Key differentiators include:
- Open source license (MIT) – you can self‑host, modify, or contribute.
- Predictable pricing – run it on any cloud or on‑premise server without per‑search fees.
- Built‑in typo tolerance – out of the box fuzzy matching with configurable thresholds.
- Faceting & filtering – powerful, expressive filters that work on any field.
- Multi‑tenant collections – isolate data for different applications or customers.
Getting Started: Installing Typesense
The quickest way to try Typesense is with Docker. The official image bundles everything you need, including a health‑check endpoint.
docker run -d \
-p 8108:8108 \
-v $(pwd)/data:/data \
--name typesense-server \
typesense/typesense:0.25.1 \
--data-dir /data \
--api-key=xyz123
Once the container is running, you can verify it with a simple curl request:
curl -H "X-TYPESENSE-API-KEY: xyz123" http://localhost:8108/health
The response {"ok":true} confirms that the server is ready to accept requests.
Creating a Collection
A collection in Typesense is analogous to an index in Algolia. Define the schema to tell Typesense how to store and search each field.
import typesense
client = typesense.Client({
'nodes': [{
'host': 'localhost',
'port': '8108',
'protocol': 'http'
}],
'api_key': 'xyz123',
'connection_timeout_seconds': 2
})
schema = {
'name': 'books',
'fields': [
{'name': 'id', 'type': 'string'},
{'name': 'title', 'type': 'string'},
{'name': 'author', 'type': 'string'},
{'name': 'genres', 'type': 'string[]', 'facet': True},
{'name': 'rating', 'type': 'float', 'facet': True},
{'name': 'published_year', 'type': 'int32', 'facet': True},
{'name': 'description', 'type': 'string'}
],
'default_sorting_field': 'rating'
}
client.collections.create(schema)
Notice the facet flag – it tells Typesense that the field can be used for faceted navigation, a feature we’ll explore later.
Indexing Documents
With the collection ready, you can bulk‑import data. Typesense expects NDJSON (newline‑delimited JSON) for efficient ingestion.
books = [
{
"id": "1",
"title": "The Pragmatic Programmer",
"author": "Andrew Hunt",
"genres": ["programming", "software engineering"],
"rating": 4.7,
"published_year": 1999,
"description": "A practical guide to software craftsmanship."
},
{
"id": "2",
"title": "Clean Code",
"author": "Robert C. Martin",
"genres": ["programming", "best practices"],
"rating": 4.5,
"published_year": 2008,
"description": "Even bad code can be cleaned up."
},
# Add more books as needed…
]
# Convert to NDJSON
ndjson = "\n".join([json.dumps(b) for b in books])
client.collections['books'].documents.import_(ndjson)

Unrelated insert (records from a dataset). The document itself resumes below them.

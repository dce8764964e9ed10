// rust/reader-core/src/reader/inmem.rs

use std::io::Read;
use std::path::Path;
use std::sync::Arc;

use rand::rngs::StdRng;
use rand::seq::SliceRandom;
use rand::SeedableRng;
use tracing::{debug, info, warn};

use crate::cache::{cache_path, CacheReader, CacheWriter, SourceFingerprint};
use crate::config::{CacheConfig, DetectConfig};
use crate::data::{SampleBatch, SparseRow};
use crate::error::{ReaderError, Result};
use crate::parser::{detect_format, FileFormat, FormatInfo, FormatParser, ParserRegistry};
use crate::storage::StorageBackend;

use super::{Reader, SourceState};

const DEFAULT_BATCH_SIZE: usize = 256;

/// Serves batches from a fully materialized copy of the source.
///
/// Rows are kept in file order; a separate permutation `order` decides the
/// delivery sequence. Shuffling permutes `order` once when requested and the
/// permutation then survives every `reset`, so consecutive passes see the
/// same sequence until shuffling is toggled again.
pub struct InMemoryReader {
    storage: Arc<dyn StorageBackend>,
    registry: Arc<ParserRegistry>,
    detect: DetectConfig,
    cache: CacheConfig,
    source: SourceState,
    shuffle: bool,
    batch_size: usize,
    rows: Vec<SparseRow>,
    order: Vec<usize>,
    cursor: usize,
    batch: SampleBatch,
    rng: StdRng,
    loaded_from_cache: bool,
}

impl InMemoryReader {
    pub fn new(storage: Arc<dyn StorageBackend>, registry: Arc<ParserRegistry>) -> Self {
        Self {
            storage,
            registry,
            detect: DetectConfig::default(),
            cache: CacheConfig::default(),
            source: SourceState::default(),
            shuffle: false,
            batch_size: DEFAULT_BATCH_SIZE,
            rows: Vec::new(),
            order: Vec::new(),
            cursor: 0,
            batch: SampleBatch::default(),
            rng: StdRng::from_entropy(),
            loaded_from_cache: false,
        }
    }

    #[must_use]
    pub fn with_detect_config(mut self, detect: DetectConfig) -> Self {
        self.detect = detect;
        self
    }

    #[must_use]
    pub fn with_cache_config(mut self, cache: CacheConfig) -> Self {
        self.cache = cache;
        self
    }

    /// Sets the number of rows returned per `sample`.
    ///
    /// # Errors
    ///
    /// Returns a precondition error if `batch_size` is 0.
    pub fn set_batch_size(&mut self, batch_size: usize) -> Result<()> {
        if batch_size == 0 {
            return Err(ReaderError::precondition("batch size must be greater than 0"));
        }
        self.batch_size = batch_size;
        Ok(())
    }

    pub fn batch_size(&self) -> usize {
        self.batch_size
    }

    /// Reseeds the shuffling RNG for reproducible permutations.
    pub fn set_seed(&mut self, seed: u64) {
        self.rng = StdRng::seed_from_u64(seed);
    }

    /// Number of rows loaded from the source.
    pub fn num_rows(&self) -> usize {
        self.rows.len()
    }

    /// Whether the last `initialize` restored rows from the binary cache.
    pub fn loaded_from_cache(&self) -> bool {
        self.loaded_from_cache
    }

    /// Loads rows for `path`, preferring a valid cache over parsing.
    fn load(
        &self,
        path: &Path,
        info: FormatInfo,
        parser: &dyn FormatParser,
    ) -> Result<(Vec<SparseRow>, bool)> {
        if !self.cache.enabled {
            return Ok((self.parse_source(path, parser)?, false));
        }

        let fingerprint =
            SourceFingerprint::compute(self.storage.as_ref(), path, self.cache.fingerprint_bytes)?;

        if let Some(rows) = self.try_cache(path, &fingerprint, info) {
            return Ok((rows, true));
        }

        let rows = self.parse_source(path, parser)?;

        let writer = CacheWriter::new(self.storage.clone(), self.cache.clone());
        if let Err(e) = writer.write(path, &fingerprint, info.format, info.has_label, &rows) {
            warn!(path = %path.display(), error = %e, "failed to write row cache");
        }

        Ok((rows, false))
    }

    fn try_cache(
        &self,
        path: &Path,
        fingerprint: &SourceFingerprint,
        info: FormatInfo,
    ) -> Option<Vec<SparseRow>> {
        let cache_file = cache_path(path, &self.cache.extension);
        match self.storage.exists(&cache_file) {
            Ok(true) => {}
            _ => {
                debug!(cache = %cache_file.display(), "no row cache");
                return None;
            }
        }

        let reader = CacheReader::new(self.storage.clone(), self.cache.clone());
        match reader.load(path, fingerprint) {
            Ok(cached) if cached.format == info.format && cached.has_label == info.has_label => {
                Some(cached.rows)
            }
            Ok(cached) => {
                warn!(
                    cache = %cache_file.display(),
                    cached_format = %cached.format,
                    detected_format = %info.format,
                    "row cache describes a different encoding, ignoring it"
                );
                None
            }
            Err(e) => {
                warn!(cache = %cache_file.display(), reason = %e, "row cache miss");
                None
            }
        }
    }

    fn parse_source(&self, path: &Path, parser: &dyn FormatParser) -> Result<Vec<SparseRow>> {
        let mut source = self.storage.open_read(path)?;
        let mut text = Vec::with_capacity(source.size() as usize);
        source
            .read_to_end(&mut text)
            .map_err(|e| ReaderError::storage_with_source(path, "failed to read source", e))?;

        let mut batch = SampleBatch::new(parser.has_label());
        parser.parse(&text, &mut batch)?;
        Ok(batch.into_rows())
    }

    fn identity_order(&mut self) {
        self.order.clear();
        self.order.extend(0..self.rows.len());
    }
}

impl Reader for InMemoryReader {
    fn initialize(&mut self, path: &Path) -> Result<()> {
        self.source = SourceState::default();
        self.rows = Vec::new();
        self.order = Vec::new();
        self.cursor = 0;
        self.loaded_from_cache = false;
        self.batch.release();

        let info = detect_format(self.storage.as_ref(), path, &self.detect)?;
        let parser = self.registry.create(info.format, info.has_label)?;
        let (rows, from_cache) = self.load(path, info, parser.as_ref())?;

        self.rows = rows;
        self.loaded_from_cache = from_cache;
        self.identity_order();
        if self.shuffle {
            self.order.shuffle(&mut self.rng);
        }
        self.cursor = 0;
        self.batch = SampleBatch::with_capacity(info.has_label, self.batch_size);
        self.source = SourceState {
            filename: Some(path.to_path_buf()),
            format: Some(info.format),
            has_label: info.has_label,
        };

        info!(
            path = %path.display(),
            format = %info.format,
            has_label = info.has_label,
            rows = self.rows.len(),
            cache_hit = from_cache,
            "in-memory reader initialized"
        );

        Ok(())
    }

    fn sample(&mut self) -> Result<(&SampleBatch, usize)> {
        self.source.ensure_initialized()?;

        self.batch.clear();
        let end = (self.cursor + self.batch_size).min(self.order.len());
        for &i in &self.order[self.cursor..end] {
            self.batch.push(self.rows[i].clone());
        }

        let count = end - self.cursor;
        self.cursor = end;
        Ok((&self.batch, count))
    }

    fn reset(&mut self) -> Result<()> {
        self.source.ensure_initialized()?;
        self.cursor = 0;
        Ok(())
    }

    fn set_shuffle(&mut self, shuffle: bool) {
        self.shuffle = shuffle;
        if shuffle {
            self.order.shuffle(&mut self.rng);
        } else {
            self.order.sort_unstable();
        }
    }

    fn shuffle(&self) -> bool {
        self.shuffle
    }

    fn has_label(&self) -> bool {
        self.source.has_label
    }

    fn filename(&self) -> Option<&Path> {
        self.source.filename.as_deref()
    }

    fn format(&self) -> Option<FileFormat> {
        self.source.format
    }
}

After the import finishes, you can verify the count:
print(client.collections['books'].documents['1'].retrieve())
Basic Search Queries
Searching is as simple as sending a GET request to the /search endpoint. Let’s find books that mention “code”.
search_params = {
'q' : 'code',
'query_by' : 'title,description',
'sort_by' : 'rating:desc',
'page' : 1,
'per_page' : 5
}
results = client.collections['books'].documents.search(search_params)
for hit in results['hits']:
print(hit['document']['title'], hit['document']['rating'])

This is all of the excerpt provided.